Puis dans la capitale, Kaboul, jeudi, les talibans ont organisé une fusillade contre une base de formation du renseignement militaire, comme pour souligner l’inefficacité des forces de sécurité soutenues par les États-Unis. Une base du renseignement militaire objet d’une attaque surprise ?!
Plus au nord, dans la province de Faryab, sur une base de l’Armée nationale afghane, il a été rapporté, qu’elle aurait été submergée par des militants, subissant la perte de trente soldats et la capture de soixante-dix autres. Les anciens de la province ont déclaré que la base avait été facilement capturée par les talibans car elle manquait de renforts, de munitions et de nourriture. Ce qui en dit long sur le soutien étasunien.
Rappelons que l’Afghanistan était censé être le « Vietnam de l’Union soviétique ». C’est en ces termes que les planificateurs étasuniens comme Zbigniew Brzezinski faisaient joyeusement référence à l’Afghanistan et à leur projet infâme d’infliger aux Soviétiques ce que les États-Unis avaient ignominieusement souffert au Vietnam quelques années plus tôt. En 1979, les troupes soviétiques ont été attirées dans ce pays d’Asie centrale pour soutenir un gouvernement allié, attaqué par des combattants tribaux soutenus par les États-Unis, les moudjahidines.
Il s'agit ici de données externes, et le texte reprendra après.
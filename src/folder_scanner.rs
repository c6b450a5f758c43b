//! Non-recursive listing of the media folders under the library root.

use std::fs;
use std::path::{Path, PathBuf};
use tracing::{debug, warn};

/// A media folder directly under the root
#[derive(Debug, Clone, PartialEq, Eq)]
pub struct MediaFolder {
    /// Full path to the folder
    pub path: PathBuf,
    /// Folder name as read from the filesystem
    pub name: String,
}

/// List the immediate subdirectories of `root` in filesystem listing order.
///
/// Plain files are ignored. Names that are not valid UTF-8 cannot be matched
/// against the catalog and are skipped with a warning.
pub fn scan_media_folders(root: &Path) -> std::io::Result<Vec<MediaFolder>> {
    let mut folders = Vec::new();

    for entry in fs::read_dir(root)? {
        let entry = entry?;
        let path = entry.path();

        if !entry.file_type()?.is_dir() {
            debug!("Ignoring non-directory entry: {:?}", path);
            continue;
        }

        match entry.file_name().into_string() {
            Ok(name) => folders.push(MediaFolder { path, name }),
            Err(raw) => warn!("Skipping folder with non UTF-8 name: {:?}", raw),
        }
    }

    debug!("Found {} folder(s) under {:?}", folders.len(), root);
    Ok(folders)
}
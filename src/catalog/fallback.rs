use regex::Regex;
use std::sync::OnceLock;

/// Desktop browser identity; the search page serves a stripped layout to unknown agents
pub(super) const FALLBACK_USER_AGENT: &str = "Mozilla/5.0 (Windows NT 10.0; Win64; x64) \
     AppleWebKit/537.36 (KHTML, like Gecko) Chrome/102.0.0.0 Safari/537.36";

fn href_pattern() -> &'static Regex {
    static PATTERN: OnceLock<Regex> = OnceLock::new();
    PATTERN.get_or_init(|| Regex::new(r#"href\s*=\s*["']([^"']+)["']"#).unwrap())
}

fn title_id_pattern() -> &'static Regex {
    static PATTERN: OnceLock<Regex> = OnceLock::new();
    PATTERN.get_or_init(|| Regex::new(r"tt\d+").unwrap())
}

/// Extract the first IMDb title id from the links of a search results page.
///
/// Only hrefs pointing at `imdb.com/title/tt...` count; ids mentioned in plain
/// text or in links to other sites are ignored.
pub fn extract_title_id(html: &str) -> Option<String> {
    href_pattern()
        .captures_iter(html)
        .filter_map(|caps| caps.get(1))
        .map(|href| href.as_str())
        .filter(|href| href.contains("imdb.com/title/tt"))
        .find_map(|href| title_id_pattern().find(href))
        .map(|m| m.as_str().to_string())
}

#[cfg(test)]
mod tests {
    use super::*;

    #[test]
    fn test_extract_first_title_link() {
        let html = r#"
            <a href="/search?q=inception">More</a>
            <a href="https://www.imdb.com/title/tt1375666/">Inception (2010) - IMDb</a>
            <a href="https://www.imdb.com/title/tt5295894/">Inception: The Cobol Job</a>
        "#;
        assert_eq!(extract_title_id(html), Some("tt1375666".to_string()));
    }

    #[test]
    fn test_ignores_non_title_links() {
        let html = r#"
            <p>See tt9999999 for details</p>
            <a href="https://www.imdb.com/name/nm0634240/">Christopher Nolan</a>
            <a href='/url?q=https://m.imdb.com/title/tt0816692/&amp;sa=U'>Interstellar</a>
        "#;
        assert_eq!(extract_title_id(html), Some("tt0816692".to_string()));
    }

    #[test]
    fn test_no_match() {
        assert_eq!(extract_title_id("<html><body>Nothing here</body></html>"), None);
    }
}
Comme les troupes impériales britanniques un siècle auparavant, dans les montagnes escarpées d’Afghanistan, les Soviétiques ont subi une défaite des mains de combattants intrépides.
Bien sûr, les Soviétiques ne se sont pas battus uniquement contre les Afghans. La CIA avait armé les moudjahidines avec des missiles antiaériens Stinger et d’autres munitions sophistiquées. Avec les services de renseignements militaires britanniques du MI6, des Saoudiens et des Pakistanais, les insurgés afghans ont été transformés en une armée djihadiste qui a ensuite évolué pour devenir le réseau terroriste d’al-Qaïda.
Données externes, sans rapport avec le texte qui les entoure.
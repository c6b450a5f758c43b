use crate::folder_scanner::{scan_media_folders, MediaFolder};
use crate::prompt::InteractiveSelector;
use crate::rename::{self, RenameReport};
use crate::resolve::{is_already_resolved, ResolutionOutcome, ResolutionPipeline};
use std::path::{Path, PathBuf};
use thiserror::Error;
use tracing::{error, info, warn};

#[derive(Debug, Error)]
pub enum RunError {
    #[error("Path does not exist: {0}")]
    RootMissing(PathBuf),
    #[error("IO error: {0}")]
    Io(#[from] std::io::Error),
}

/// Per-run counters, logged once at the end
#[derive(Debug, Clone, Default, PartialEq, Eq)]
pub struct RunSummary {
    pub processed: usize,
    pub already_named: usize,
    pub renamed: usize,
    /// Dry-run matches that would have been renamed
    pub would_rename: usize,
    pub skipped: usize,
    pub failed: usize,
}

/// Walks the root folder one subdirectory at a time: resolve, let the operator
/// choose, rename.
pub struct FolderRenamer {
    pipeline: ResolutionPipeline,
    dry_run: bool,
}

impl FolderRenamer {
    pub fn new(pipeline: ResolutionPipeline, dry_run: bool) -> Self {
        Self { pipeline, dry_run }
    }

    /// Process every folder under `root`. Only a missing or unreadable root is
    /// an error; per-folder failures are logged and counted.
    pub async fn run(
        &self,
        root: &Path,
        selector: &mut dyn InteractiveSelector,
    ) -> Result<RunSummary, RunError> {
        if !root.is_dir() {
            error!("Path does not exist: {}", root.display());
            return Err(RunError::RootMissing(root.to_path_buf()));
        }

        let folders = scan_media_folders(root)?;
        info!(
            "Processing {} folder(s) under {} (dry run: {})",
            folders.len(),
            root.display(),
            self.dry_run
        );

        let mut summary = RunSummary::default();
        for folder in &folders {
            self.process_folder(folder, selector, &mut summary).await;
        }

        info!(
            "Run complete: {} processed, {} already named, {} renamed, {} would rename, {} skipped, {} failed",
            summary.processed,
            summary.already_named,
            summary.renamed,
            summary.would_rename,
            summary.skipped,
            summary.failed
        );
        Ok(summary)
    }

    async fn process_folder(
        &self,
        folder: &MediaFolder,
        selector: &mut dyn InteractiveSelector,
        summary: &mut RunSummary,
    ) {
        if is_already_resolved(&folder.name) {
            info!("Skipping already properly named folder: {}", folder.name);
            summary.already_named += 1;
            return;
        }

        println!("\nProcessing folder: {}", folder.name);
        info!("Processing folder: {}", folder.name);
        summary.processed += 1;

        let outcome = match self.pipeline.resolve(&folder.name, selector).await {
            Ok(outcome) => outcome,
            Err(e) => {
                println!("Catalog lookup failed for '{}': {}", folder.name, e);
                error!("Aborting folder '{}': {}", folder.name, e);
                summary.failed += 1;
                return;
            }
        };

        let Some(target_name) = rename::target_name_for(&outcome) else {
            if outcome == ResolutionOutcome::Exhausted {
                println!("No match found. Skipping folder: {}", folder.name);
            }
            info!("Skipped folder: {} ({:?})", folder.name, outcome);
            summary.skipped += 1;
            return;
        };

        match rename::apply(&folder.path, &target_name, self.dry_run) {
            Ok(RenameReport::DryRun { from, to }) => {
                println!("Would rename '{}' to '{}'", from.display(), to.display());
                summary.would_rename += 1;
            }
            Ok(RenameReport::Renamed { .. }) => {
                println!("Renamed to: {}", target_name);
                summary.renamed += 1;
            }
            Ok(RenameReport::Unchanged(_)) => {
                summary.skipped += 1;
            }
            Err(e) => {
                println!("{}", e);
                warn!("Folder '{}' left unrenamed: {}", folder.name, e);
                summary.failed += 1;
            }
        }
    }
}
L’ironie est que le Vietnam soviétique s’est transformé en un autre bourbier étasunien – une manière de répéter le Vietnam étasunien.
Après les attentats terroristes du 11 septembre 2001 à New York et à Washington DC, l’administration de George W. Bush s’est précipitée en Afghanistan dans un acte de vengeance contre al-Qaïda – l’organisation que les Étasuniens avaient eux-mêmes précédemment aidé à créer.
Près de dix-sept ans plus tard, l’armée étasunienne est toujours enlisée en Afghanistan sans plan de sortie viable. Cette guerre est officiellement la plus longue des États-Unis, dépassant en durée la guerre du Vietnam (1964-1975).
Bien que les pertes humaines étasuniennes en Afghanistan aient été beaucoup moins importantes qu’en Asie du Sud-Est, le coût de l’Afghanistan pour l’économie étasunienne est dévastateur. Ce dernier ajouté à celui de la guerre d’Irak est estimé à $5 000 milliards. Cela représente un quart de la dette publique des États-Unis qui est de $21 000 milliards.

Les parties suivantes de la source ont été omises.